──────── Material provided

//! Admin token models shared by the login flow and the request layer.

pub mod token;

pub use token::{record::*, secret::*};
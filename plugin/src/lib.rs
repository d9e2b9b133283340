//! Terraform plugin server for Keycloak.
//!
//! [`KeycloakProvider`] implements the `tf-provider` traits on top of the admin client from
//! `terraform-provider-keycloak`; [`run`] serves it over the plugin protocol.

#![deny(clippy::all, missing_docs, unused_crate_dependencies)]

pub mod data_sources;
pub mod diag;
pub mod import;
pub mod provider;
pub mod resources;
pub mod schema;
pub mod value;

pub use provider::{ClientSlot, KeycloakProvider, ProviderConfig};

mod _prelude {
	pub use std::{
		borrow::Cow,
		collections::{BTreeMap, BTreeSet, HashMap},
		error::Error as StdError,
		fmt::{Debug, Formatter, Result as FmtResult},
		sync::Arc,
	};

	pub use async_trait::async_trait;
	pub use parking_lot::RwLock;
	pub use serde::{Deserialize, Serialize};
	pub use terraform_provider_keycloak::{
		client::KeycloakClient,
		error::{Error, Result},
	};
	pub use tf_provider::{
		AttributePath, DataSource, Diagnostics, Resource, map,
		schema::{Attribute, AttributeConstraint, AttributeType, Block, NestedBlock, Schema},
		value::{
			Value, ValueBool, ValueEmpty, ValueList, ValueMap, ValueNumber, ValueSet, ValueString,
		},
	};

	pub use crate::{
		diag::{DiagnosticsExt, ResultExt},
		value::{optional_text, text},
	};
}

/// Name Terraform addresses the provider by; resource types are prefixed with it.
pub const PROVIDER_NAME: &str = "keycloak";

/// Serves [`KeycloakProvider`] until Terraform shuts the plugin down.
pub async fn serve() -> anyhow::Result<()> {
	#[cfg(feature = "tracing")]
	tracing::info!(provider = PROVIDER_NAME, "Serving Terraform plugin.");

	tf_provider::serve(PROVIDER_NAME, KeycloakProvider::default()).await
}

/// Blocks the current thread on [`serve`].
pub fn run() -> anyhow::Result<()> {
	tokio::runtime::Builder::new_current_thread().enable_all().build()?.block_on(serve())
}
//! Data source types.

pub mod groups;

pub use groups::*;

────────────────

## [Work instruction]
How many lines in the records above contain the word "token"? Answer with the number alone.

## [Answer below]
3